The husband and I are traveling soon with some uncomfortably tight flight connections. They didn’t start out so tight, but after three changes in the airline’s schedule, they ended up that way.
Heading into a situation like that, we take the Boy Scout approach. It’s best to be prepared to miss the connection.
Our first leg is from Bradley to Atlanta. The second is from Atlanta to Seattle, with 46 minutes in between. If all goes well, we and our luggage will make the trip smoothly. But 46 minutes doesn’t leave much room for error.
What if our flight departs late from Bradley or sits on the pavement waiting for a gate at Atlanta? What options will we have if we miss the connecting flight?
Answering that requires a little research. The airline may rebook us automatically when the computer system realizes that we’ve missed the connection. But the computer may not give us the best option. It’s programmed to fill the planes and smooth the overall flow of passengers, not necessarily to make us happy.

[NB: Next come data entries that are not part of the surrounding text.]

//! Command-line interface components
//!
//! This module contains CLI-specific code for the Clip Fetcher application:
//! argument parsing, service wiring, command handlers and the progress
//! display.

pub mod args;
pub mod commands;
pub mod progress;

pub use args::{Cli, Commands, ConfigAction, ConfigArgs, DownloadArgs, DownloadTarget, GlobalArgs};
pub use commands::{build_service, failure_message, handle_check, handle_config, handle_download};
pub use progress::BatchProgress;
//! Listing page scraping and per-item enrichment
//!
//! [`ClipScraper`] lists clips from the public listing page and enriches
//! each one with its download link, looked up by title through a
//! [`LinkResolver`]. Enrichment is sequential and pauses for a fixed
//! courtesy delay after every item.

pub mod listing;
pub mod year;

use std::sync::Arc;
use std::time::Duration;

use async_trait::async_trait;
use tracing::{debug, info};
use url::Url;

use crate::app::client::HttpHandler;
use crate::app::models::Item;
use crate::app::traits::{ItemScraper, LinkResolver};
use crate::constants::{http, limits};
use crate::errors::{ScrapeError, ScrapeResult};

pub use listing::parse_listing;
pub use year::extract_year;

/// Scraper over the public clip listing
pub struct ClipScraper {
    http: Arc<HttpHandler>,
    resolver: Arc<dyn LinkResolver>,
    delay: Duration,
}

impl ClipScraper {
    /// Create a scraper using the default courtesy delay
    pub fn new(http: Arc<HttpHandler>, resolver: Arc<dyn LinkResolver>) -> Self {
        Self {
            http,
            resolver,
            delay: limits::DEFAULT_REQUEST_DELAY,
        }
    }

    /// Set the courtesy delay applied after each enrichment
    pub fn with_delay(mut self, delay: Duration) -> Self {
        self.delay = delay;
        self
    }
}

#[async_trait]
impl ItemScraper for ClipScraper {
    async fn list(&self, base_url: &str) -> ScrapeResult<Vec<Item>> {
        let page_url = Url::parse(base_url).map_err(|_| ScrapeError::InvalidUrl {
            url: base_url.to_string(),
        })?;

        info!("Fetching clip listing from {}", page_url);
        let response = self
            .http
            .get_document(page_url.as_str(), http::ACCEPT_HTML)
            .await?;

        let status = response.status().as_u16();
        if status != 200 {
            return Err(ScrapeError::ServerError { status });
        }

        let html = response.text().await?;
        let items = parse_listing(&html, &page_url)?;

        info!(total = items.len(), "Listing scraped");
        Ok(items)
    }

    async fn enrich(&self, item: &mut Item) -> ScrapeResult<()> {
        debug!(title = %item.title, url = %item.url, "Enriching clip");

        if let Some(download_url) = self.resolver.resolve(&item.title).await? {
            debug!(title = %item.title, download_url = %download_url, "Download link found");
            item.download_url = download_url;
        }

        if item.year.is_none() {
            item.year = extract_year(&item.title);
        }

        tokio::time::sleep(self.delay).await;

        item.description = format!("Music clip: {}", item.title);
        Ok(())
    }
}
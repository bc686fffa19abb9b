//! Listing page parsing
//!
//! Turns the clip listing HTML into [`Item`]s in document order.

use scraper::{Html, Selector};
use url::Url;

use crate::app::models::Item;
use crate::app::scraper::year::extract_year;
use crate::constants::site;
use crate::errors::{ScrapeError, ScrapeResult};

/// Parse the listing page
///
/// Selects clip anchors inside headings, resolves each href against
/// `page_url` and uses the trimmed anchor text as title. Anchors with an
/// empty title or no href are skipped.
///
/// # Errors
///
/// Returns `ScrapeError` if the selector is invalid or an href cannot be
/// resolved to an absolute URL
pub fn parse_listing(html: &str, page_url: &Url) -> ScrapeResult<Vec<Item>> {
    let document = Html::parse_document(html);
    let selector =
        Selector::parse(site::CLIP_LINK_SELECTOR).map_err(|_| ScrapeError::InvalidSelector {
            selector: site::CLIP_LINK_SELECTOR.to_string(),
        })?;

    let mut items = Vec::new();

    for element in document.select(&selector) {
        let Some(href) = element.value().attr("href") else {
            continue;
        };

        let title = element.text().collect::<String>().trim().to_string();
        if title.is_empty() {
            continue;
        }

        let url = page_url
            .join(href.trim())
            .map_err(|_| ScrapeError::InvalidUrl {
                url: href.to_string(),
            })?;

        let year = extract_year(&title);
        items.push(Item::new(item_id(&url), title, url.as_str(), year));
    }

    Ok(items)
}

/// Last non-empty path segment of `url`
pub fn item_id(url: &Url) -> String {
    url.path_segments()
        .and_then(|segments| segments.filter(|s| !s.is_empty()).last())
        .unwrap_or_default()
        .to_string()
}

#[cfg(test)]
mod tests {
    use super::*;

    const LISTING: &str = r#"
        <html><body>
          <div class="synopsis">
            <h2><a href="/pt/biblioteca/musica-canticos/clipes-musicais/cancao-a/"> Canção A 2023 </a></h2>
          </div>
          <div class="synopsis">
            <h2><a href="https://www.jw.org/pt/biblioteca/musica-canticos/clipes-musicais/cancao-b">Canção B</a></h2>
          </div>
          <h2><a href="/pt/biblioteca/musica-canticos/clipes-musicais/vazio/">   </a></h2>
          <h3><a href="/pt/biblioteca/musica-canticos/clipes-musicais/fora/">Fora do título</a></h3>
          <h2><a href="/pt/biblioteca/outra-coisa/">Outra seção</a></h2>
        </body></html>
    "#;

    fn page_url() -> Url {
        Url::parse(site::LISTING_URL).unwrap()
    }

    #[test]
    fn test_parse_listing_in_document_order() {
        let items = parse_listing(LISTING, &page_url()).unwrap();

        let titles: Vec<_> = items.iter().map(|i| i.title.as_str()).collect();
        assert_eq!(titles, vec!["Canção A 2023", "Canção B"]);
    }

    #[test]
    fn test_parse_listing_resolves_relative_links() {
        let items = parse_listing(LISTING, &page_url()).unwrap();

        assert_eq!(
            items[0].url,
            "https://www.jw.org/pt/biblioteca/musica-canticos/clipes-musicais/cancao-a/"
        );
        assert_eq!(items[0].id, "cancao-a");
        assert_eq!(items[0].year, Some(2023));

        assert_eq!(items[1].id, "cancao-b");
        assert_eq!(items[1].year, None);
        assert!(items[1].download_url.is_empty());
    }

    #[test]
    fn test_parse_listing_without_matches_is_empty() {
        let items = parse_listing("<html><body><p>nada</p></body></html>", &page_url()).unwrap();
        assert!(items.is_empty());
    }

    #[test]
    fn test_item_id_ignores_trailing_slash() {
        let url = Url::parse("https://example.com/a/b/clip-1/").unwrap();
        assert_eq!(item_id(&url), "clip-1");

        let root = Url::parse("https://example.com/").unwrap();
        assert_eq!(item_id(&root), "");
    }
}
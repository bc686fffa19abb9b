//! Worker pool management and coordination
//!
//! [`WorkerPool`] fans a closed, pre-filled queue of items out to a fixed
//! number of tokio tasks, waits for every task to finish and aggregates
//! one outcome per submitted item into a [`BatchReport`].

use std::sync::Arc;

use tokio::sync::{mpsc, Mutex};
use tokio::task::JoinHandle;
use tracing::{debug, error, info, warn};

use super::config::WorkerConfig;
use super::core::ItemTransfer;
use super::types::{BatchReport, ItemOutcome};
use crate::app::models::Item;
use crate::errors::QueueError;

/// Pool running one batch of downloads
pub struct WorkerPool {
    /// Worker configuration
    config: WorkerConfig,
    /// Shared single-item transfer
    transfer: Arc<dyn ItemTransfer>,
}

impl WorkerPool {
    /// Create a new worker pool
    pub fn new(config: WorkerConfig, transfer: Arc<dyn ItemTransfer>) -> Self {
        Self { config, transfer }
    }

    /// Number of workers spawned for a batch of `items` items
    pub fn worker_count(&self, items: usize) -> usize {
        self.config.worker_count.max(1).min(items)
    }

    /// Download every item and aggregate the outcomes
    ///
    /// Returns only after every worker task has finished. Items a panicked
    /// worker never recorded are counted as failures.
    pub async fn run(&self, items: Vec<Item>) -> BatchReport {
        let total = items.len();
        let mut report = BatchReport::new(total);
        if total == 0 {
            return report;
        }

        let (work_tx, work_rx) = mpsc::channel(total);
        for item in items {
            if work_tx.try_send(item).is_err() {
                // Capacity equals the item count and the receiver is alive
                report.record_failure(QueueError::ChannelError.into());
            }
        }
        drop(work_tx);

        let work_rx = Arc::new(Mutex::new(work_rx));
        let (result_tx, mut result_rx) = mpsc::unbounded_channel::<ItemOutcome>();

        let worker_count = self.worker_count(total);
        info!("Starting {} download workers for {} items", worker_count, total);

        let handles: Vec<(usize, JoinHandle<usize>)> = (0..worker_count)
            .map(|worker_id| {
                let work_rx = Arc::clone(&work_rx);
                let result_tx = result_tx.clone();
                let transfer = Arc::clone(&self.transfer);
                let handle = tokio::spawn(async move {
                    run_worker(worker_id, work_rx, result_tx, transfer).await
                });
                (worker_id, handle)
            })
            .collect();
        drop(result_tx);

        let mut panicked = Vec::new();
        for (worker_id, handle) in handles {
            match handle.await {
                Ok(processed) => debug!("Worker {} finished after {} items", worker_id, processed),
                Err(e) => {
                    error!("Worker {} terminated unexpectedly: {}", worker_id, e);
                    panicked.push(worker_id);
                }
            }
        }

        while let Some(outcome) = result_rx.recv().await {
            match outcome.result {
                Ok(()) => report.record_success(),
                Err(e) => {
                    error!(title = %outcome.item.title, error = %e, "Download failed");
                    report.record_failure(e);
                }
            }
        }

        let unrecorded = total.saturating_sub(report.recorded());
        if unrecorded > 0 {
            warn!("{} items produced no outcome", unrecorded);
            let worker_id = panicked.first().copied().unwrap_or_default();
            for _ in 0..unrecorded {
                report.record_failure(QueueError::WorkerPanic { worker_id }.into());
            }
        }

        info!(
            success = report.succeeded,
            failures = report.failed,
            total = report.total,
            "Batch finished"
        );
        report
    }
}

async fn run_worker(
    worker_id: usize,
    work_rx: Arc<Mutex<mpsc::Receiver<Item>>>,
    result_tx: mpsc::UnboundedSender<ItemOutcome>,
    transfer: Arc<dyn ItemTransfer>,
) -> usize {
    let mut processed = 0;

    loop {
        // The queue is closed and pre-filled, so recv never waits on a producer
        let next = work_rx.lock().await.recv().await;
        let Some(mut item) = next else {
            break;
        };

        let result = match transfer.transfer(&item).await {
            Ok(byte_size) => {
                if byte_size.is_some() {
                    item.byte_size = byte_size;
                }
                Ok(())
            }
            Err(e) => Err(e),
        };

        processed += 1;
        if result_tx
            .send(ItemOutcome {
                worker_id,
                item,
                result,
            })
            .is_err()
        {
            warn!("Worker {} could not record an outcome", worker_id);
            break;
        }
    }

    processed
}
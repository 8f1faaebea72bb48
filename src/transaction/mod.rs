//! Transaction management for the budgeting application.
//!
//! This module contains everything related to transactions:
//! - The `Transaction` model and `TransactionBuilder` for creating transactions
//! - Database functions for storing, querying, and managing transactions
//! - Route handlers for creating, listing, re-categorizing and deleting transactions

use std::sync::{Arc, Mutex};

use axum::extract::FromRef;
use rusqlite::Connection;

use crate::AppState;

mod core;
mod create_transaction_endpoint;
mod delete_transaction_endpoint;
mod list_transactions_endpoint;
mod update_transaction_endpoint;

pub use self::core::{
    Transaction, TransactionBuilder, TransactionKind, create_transaction,
    create_transaction_table, get_transaction_months, get_transactions_in_range,
};
pub use create_transaction_endpoint::create_transaction_endpoint;
pub use delete_transaction_endpoint::delete_transaction_endpoint;
pub use list_transactions_endpoint::list_transactions_endpoint;
pub use update_transaction_endpoint::update_transaction_endpoint;

#[cfg(test)]
pub use self::core::{
    count_transactions, get_transaction, get_transactions, soft_delete_transaction,
    update_transaction_category,
};

/// The state needed by the transaction endpoints.
#[derive(Debug, Clone)]
pub struct TransactionState {
    /// The database connection for managing transactions.
    pub db_connection: Arc<Mutex<Connection>>,
}

impl FromRef<AppState> for TransactionState {
    fn from_ref(state: &AppState) -> Self {
        Self {
            db_connection: state.db_connection.clone(),
        }
    }
}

What we need is data – research on what alternate flights are available at what times so we can ask the gate agent at the airport for exactly what we want. Many business travelers carry laptop computers or Blackberries, which allow them to figure these things out on the fly. Most of us, though, need to write down the flight information in advance.
First, I want to know how likely we are to have a problem. The FlightStats site tells me that the Bradley to Atlanta flight, Delta 694, has a very good on-time rating. But it also tells me that on the very day I checked, the flight arrived 32 minutes late.
So you never know.
Next I go to the airline’s Web site and look at the flight schedule. Turns out, Delta’s next direct flight to Seattle won’t leave until nearly four hours after the potentially missed connection
Four hours in the Atlanta airport is a little too much for me. A quick Chik-fil-A sandwich is all I need there. But what else can we do?
Well, I can check for Delta flights from Atlanta to Seattle that are not direct. Even with an additional connection, we might get there faster than we would after waiting four hours in Atlanta. And I can check Delta’s partner airline, Northwest.
It seems Northwest has no direct flights, but it does have a connection through Detroit, leaving only an hour later than our scheduled connection. If we took it, we could get to Seattle earlier than if we waited for the next direct Delta flight. (Of course, having another connection risks missing another connection.)
I could also look to see whether any other major carriers have direct flights, and if they do we could ask Delta to endorse our tickets over to that airline. The Big Six airlines are all able to do this, whether the other airline is a partner or not. (Southwest does not endorse tickets, or accept them from other airlines.)
An airline’s willingness to endorse a ticket to a competitor may depend on a lot of factors, including the fare class, the length of time the passenger would have to wait, and how full the airline’s subsequent flights look. But it’s worth asking.
And it’s simply more effective to ask “Can you put me on Flight 541 at 11:20 a.m.?” than to ask “What can you do for me?”